BEGIN Given records
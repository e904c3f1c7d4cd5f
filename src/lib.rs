//! # Pop Inventory
//!
//! A single-user inventory manager for a small shop catalog: accessories and food products
//! (energy drinks, protein bars, protein powders) with nutrient tables, kept in two flat text
//! files.
//!
//! ## Architecture
//!
//! The catalog is owned by one actor built on the [`actor_framework`] crate. Everything else
//! talks to it through a typed client, and the UI is a separate collaborator reached through
//! request messages with one-shot replies.
//!
//! ```text
//! menu ─▶ flows::Inventory ─▶ CatalogClient ─▶ ResourceActor<Product> ─▶ codec ─▶ files
//!              │                                        │
//!              └──────────── UiClient ◀─────────────────┘ (error reports)
//! ```
//!
//! ## Module Tour
//!
//! ### 1. The Data ([`model`])
//! [`Product`](model::Product) with its category variants, prices, nutrient tables and the
//! stock listing.
//!
//! ### 2. The File Format ([`codec`])
//! - Products file: `variantTag;articleId;name;price;description;stock`
//! - Nutrient tables file: `articleId;kcal;fat;carbs;protein[;caffeine]`
//!
//! ### 3. The Actor ([`catalog_actor`])
//! The [`ActorEntity`](actor_framework::ActorEntity) implementation for `Product`: gap-filling
//! id allocation, validation, stock and nutrient actions, load on start, save on commit.
//!
//! ### 4. The Interface ([`clients`])
//! [`CatalogClient`](clients::CatalogClient) wraps the generic `ResourceClient` and hands back
//! typed [`CatalogError`](catalog_actor::CatalogError)s.
//!
//! ### 5. The User ([`ui`], [`flows`])
//! The UI collaborator contract, a console collaborator, a scripted one for tests, and the
//! interactive flows that drive catalog and UI together.
//!
//! ### 6. The Orchestrator ([`lifecycle`], [`config`])
//! [`InventorySystem`](lifecycle::InventorySystem) starts and stops the actor; configuration
//! comes from an optional TOML file.
//!
//! ## Running the Demo
//!
//! ```bash
//! RUST_LOG=debug cargo run
//! ```

pub mod catalog_actor;
pub mod clients;
pub mod codec;
pub mod config;
pub mod flows;
pub mod lifecycle;
pub mod model;
pub mod ui;
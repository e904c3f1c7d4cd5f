use actor_framework::{ActorClient, FrameworkError, ResourceClient};
use async_trait::async_trait;
use tracing::{debug, instrument};

use crate::catalog_actor::input::{parse_nutrients, parse_quantity};
use crate::catalog_actor::{CatalogAction, CatalogActionResult, CatalogError, StockDirection};
use crate::model::{
    ArticleId, Category, FoodKind, NutrientTable, NutrientValues, Product, ProductDraft,
    StockListing,
};
use crate::ui::NutrientForm;

/// Outcome of adding a product.
#[derive(Debug, Clone, Copy, PartialEq, Eq)]
pub struct NewProduct {
    pub id: ArticleId,
    /// Set for food products: their nutrient table still has to be supplied.
    pub nutrients: Option<FoodKind>,
}

/// Client for interacting with the catalog actor.
///
/// Errors raised by the catalog come back as the original [`CatalogError`], not as strings.
#[derive(Clone)]
pub struct CatalogClient {
    inner: ResourceClient<Product>,
}

#[async_trait]
impl ActorClient<Product> for CatalogClient {
    type Error = CatalogError;

    fn inner(&self) -> &ResourceClient<Product> {
        &self.inner
    }

    fn map_error(e: FrameworkError) -> CatalogError {
        if let Some(err) = e.entity_error::<CatalogError>() {
            return err.clone();
        }
        match e {
            FrameworkError::NotFound(id) => match id.parse() {
                Ok(n) => CatalogError::NotFound(ArticleId(n)),
                Err(_) => CatalogError::ActorCommunication(format!("Item not found: {id}")),
            },
            other => CatalogError::ActorCommunication(other.to_string()),
        }
    }
}

impl CatalogClient {
    pub fn new(inner: ResourceClient<Product>) -> Self {
        Self { inner }
    }

    /// Validates and stores a new product with no stock.
    #[instrument(skip(self, draft))]
    pub async fn add_product(&self, draft: ProductDraft) -> Result<NewProduct, CatalogError> {
        debug!(?draft, "add_product called");
        let nutrients = Category::parse(&draft.category).and_then(Category::food_kind);
        let id = self.inner.create(draft).await.map_err(Self::map_error)?;
        Ok(NewProduct { id, nutrients })
    }

    /// The id the next added product will get.
    #[instrument(skip(self))]
    pub async fn next_id(&self) -> Result<ArticleId, CatalogError> {
        debug!("Sending request");
        self.inner.next_id().await.map_err(Self::map_error)
    }

    #[instrument(skip(self))]
    pub async fn set_nutrient_table(
        &self,
        id: ArticleId,
        values: NutrientValues,
    ) -> Result<NutrientTable, CatalogError> {
        debug!("Sending request");
        match self
            .inner
            .perform_action(id, CatalogAction::SetNutrientTable(values))
            .await
            .map_err(Self::map_error)?
        {
            CatalogActionResult::NutrientTable(table) => Ok(table),
            other => Err(unexpected(other)),
        }
    }

    /// Parses a nutrient form and stores the table. Nothing is sent if a value isn't an integer.
    pub async fn submit_nutrients(
        &self,
        id: ArticleId,
        form: &NutrientForm,
    ) -> Result<NutrientTable, CatalogError> {
        let values = parse_nutrients(form)?;
        self.set_nutrient_table(id, values).await
    }

    /// Parses `quantity` and moves the stock. Returns the new stock level.
    #[instrument(skip(self))]
    pub async fn adjust_stock(
        &self,
        id: ArticleId,
        quantity: &str,
        direction: StockDirection,
    ) -> Result<u32, CatalogError> {
        let quantity = parse_quantity(quantity)?;
        debug!(quantity, "Sending request");
        match self
            .inner
            .perform_action(
                id,
                CatalogAction::AdjustStock {
                    quantity,
                    direction,
                },
            )
            .await
            .map_err(Self::map_error)?
        {
            CatalogActionResult::Stock(stock) => Ok(stock),
            other => Err(unexpected(other)),
        }
    }

    #[instrument(skip(self))]
    pub async fn find_by_id(&self, id: ArticleId) -> Result<Product, CatalogError> {
        self.get(id).await?.ok_or(CatalogError::NotFound(id))
    }

    #[instrument(skip(self))]
    pub async fn list_all(&self) -> Result<StockListing, CatalogError> {
        Ok(self.list().await?.iter().collect())
    }

    /// The food products, in catalog order.
    #[instrument(skip(self))]
    pub async fn food_products(&self) -> Result<Vec<Product>, CatalogError> {
        let mut products = self.list().await?;
        products.retain(Product::is_food);
        Ok(products)
    }

    /// Removes a product and its nutrient table. Removing an unknown id is not an error.
    #[instrument(skip(self))]
    pub async fn remove_product(&self, id: ArticleId) -> Result<Option<Product>, CatalogError> {
        self.delete(id).await
    }

    /// Rereads both catalog files. Returns how many products were loaded.
    #[instrument(skip(self))]
    pub async fn reload(&self) -> Result<usize, CatalogError> {
        debug!("Sending request");
        self.inner.reload().await.map_err(Self::map_error)
    }
}

fn unexpected(result: CatalogActionResult) -> CatalogError {
    CatalogError::ActorCommunication(format!("Unexpected action result: {result:?}"))
}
END Given records
• [Instructions for the task]
Please repeat the listing above in full and exactly.

• [Your response]
repository e904c3f1c7d4cd5f
filename src/lib.rs
//! # Pop Inventory
//!
//! A single-user inventory manager for a small shop catalog: accessories and food products
//! (energy drinks, protein bars, protein powders) with nutrient tables, kept in two flat text
//! files.
//!
//! ## Architecture
//!
//! The catalog is owned by one actor built on the [`actor_framework`] crate. Everything else
//! talks to it through a typed client, and the UI is a separate collaborator reached through
//! request messages with one-shot replies.
//!
//! ```text
//! menu ─▶ flows::Inventory ─▶ CatalogClient ─▶ ResourceActor<Product> ─▶ codec ─▶ files
//!              │                                        │
//!              └──────────── UiClient ◀─────────────────┘ (error reports)
//! ```
//!
//! ## Module Tour
//!
//! ### 1. The Data ([`model`])
//! [`Product`](model::Product) with its category variants, prices, nutrient tables and the
//! stock listing.
//!
//! ### 2. The File Format ([`codec`])
//! - Products file: `variantTag;articleId;name;price;description;stock`
//! - Nutrient tables file: `articleId;kcal;fat;carbs;protein[;caffeine]`
//!
//! ### 3. The Actor ([`catalog_actor`])
//! The [`ActorEntity`](actor_framework::ActorEntity) implementation for `Product`: gap-filling
//! id allocation, validation, stock and nutrient actions, load on start, save on commit.
//!
//! ### 4. The Interface ([`clients`])
//! [`CatalogClient`](clients::CatalogClient) wraps the generic `ResourceClient` and hands back
//! typed [`CatalogError`](catalog_actor::CatalogError)s.
//!
//! ### 5. The User ([`ui`], [`flows`])
//! The UI collaborator contract, a console collaborator, a scripted one for tests, and the
//! interactive flows that drive catalog and UI together.
//!
//! ### 6. The Orchestrator ([`lifecycle`], [`config`])
//! [`InventorySystem`](lifecycle::InventorySystem) starts and stops the actor; configuration
//! comes from an optional TOML file.
//!
//! ## Running the Demo
//!
//! ```bash
//! RUST_LOG=debug cargo run
//! ```

pub mod catalog_actor;
pub mod clients;
pub mod codec;
pub mod config;
pub mod flows;
pub mod lifecycle;
pub mod model;
pub mod ui;
repository e904c3f1c7d4cd5f
use actor_framework::{ActorClient, FrameworkError, ResourceClient};
use async_trait::async_trait;
use tracing::{debug, instrument};

use crate::catalog_actor::input::{parse_nutrients, parse_quantity};
use crate::catalog_actor::{CatalogAction, CatalogActionResult, CatalogError, StockDirection};
use crate::model::{
    ArticleId, Category, FoodKind, NutrientTable, NutrientValues, Product, ProductDraft,
    StockListing,
};
use crate::ui::NutrientForm;

/// Outcome of adding a product.
#[derive(Debug, Clone, Copy, PartialEq, Eq)]
pub struct NewProduct {
    pub id: ArticleId,
    /// Set for food products: their nutrient table still has to be supplied.
    pub nutrients: Option<FoodKind>,
}

/// Client for interacting with the catalog actor.
///
/// Errors raised by the catalog come back as the original [`CatalogError`], not as strings.
#[derive(Clone)]
pub struct CatalogClient {
    inner: ResourceClient<Product>,
}

#[async_trait]
impl ActorClient<Product> for CatalogClient {
    type Error = CatalogError;

    fn inner(&self) -> &ResourceClient<Product> {
        &self.inner
    }

    fn map_error(e: FrameworkError) -> CatalogError {
        if let Some(err) = e.entity_error::<CatalogError>() {
            return err.clone();
        }
        match e {
            FrameworkError::NotFound(id) => match id.parse() {
                Ok(n) => CatalogError::NotFound(ArticleId(n)),
                Err(_) => CatalogError::ActorCommunication(format!("Item not found: {id}")),
            },
            other => CatalogError::ActorCommunication(other.to_string()),
        }
    }
}

impl CatalogClient {
    pub fn new(inner: ResourceClient<Product>) -> Self {
        Self { inner }
    }

    /// Validates and stores a new product with no stock.
    #[instrument(skip(self, draft))]
    pub async fn add_product(&self, draft: ProductDraft) -> Result<NewProduct, CatalogError> {
        debug!(?draft, "add_product called");
        let nutrients = Category::parse(&draft.category).and_then(Category::food_kind);
        let id = self.inner.create(draft).await.map_err(Self::map_error)?;
        Ok(NewProduct { id, nutrients })
    }

    /// The id the next added product will get.
    #[instrument(skip(self))]
    pub async fn next_id(&self) -> Result<ArticleId, CatalogError> {
        debug!("Sending request");
        self.inner.next_id().await.map_err(Self::map_error)
    }

    #[instrument(skip(self))]
    pub async fn set_nutrient_table(
        &self,
        id: ArticleId,
        values: NutrientValues,
    ) -> Result<NutrientTable, CatalogError> {
        debug!("Sending request");
        match self
            .inner
            .perform_action(id, CatalogAction::SetNutrientTable(values))
            .await
            .map_err(Self::map_error)?
        {
            CatalogActionResult::NutrientTable(table) => Ok(table),
            other => Err(unexpected(other)),
        }
    }

    /// Parses a nutrient form and stores the table. Nothing is sent if a value isn't an integer.
    pub async fn submit_nutrients(
        &self,
        id: ArticleId,
        form: &NutrientForm,
    ) -> Result<NutrientTable, CatalogError> {
        let values = parse_nutrients(form)?;
        self.set_nutrient_table(id, values).await
    }

    /// Parses `quantity` and moves the stock. Returns the new stock level.
    #[instrument(skip(self))]
    pub async fn adjust_stock(
        &self,
        id: ArticleId,
        quantity: &str,
        direction: StockDirection,
    ) -> Result<u32, CatalogError> {
        let quantity = parse_quantity(quantity)?;
        debug!(quantity, "Sending request");
        match self
            .inner
            .perform_action(
                id,
                CatalogAction::AdjustStock {
                    quantity,
                    direction,
                },
            )
            .await
            .map_err(Self::map_error)?
        {
            CatalogActionResult::Stock(stock) => Ok(stock),
            other => Err(unexpected(other)),
        }
    }

    #[instrument(skip(self))]
    pub async fn find_by_id(&self, id: ArticleId) -> Result<Product, CatalogError> {
        self.get(id).await?.ok_or(CatalogError::NotFound(id))
    }

    #[instrument(skip(self))]
    pub async fn list_all(&self) -> Result<StockListing, CatalogError> {
        Ok(self.list().await?.iter().collect())
    }

    /// The food products, in catalog order.
    #[instrument(skip(self))]
    pub async fn food_products(&self) -> Result<Vec<Product>, CatalogError> {
        let mut products = self.list().await?;
        products.retain(Product::is_food);
        Ok(products)
    }

    /// Removes a product and its nutrient table. Removing an unknown id is not an error.
    #[instrument(skip(self))]
    pub async fn remove_product(&self, id: ArticleId) -> Result<Option<Product>, CatalogError> {
        self.delete(id).await
    }

    /// Rereads both catalog files. Returns how many products were loaded.
    #[instrument(skip(self))]
    pub async fn reload(&self) -> Result<usize, CatalogError> {
        debug!("Sending request");
        self.inner.reload().await.map_err(Self::map_error)
    }
}

fn unexpected(result: CatalogActionResult) -> CatalogError {
    CatalogError::ActorCommunication(format!("Unexpected action result: {result:?}"))
}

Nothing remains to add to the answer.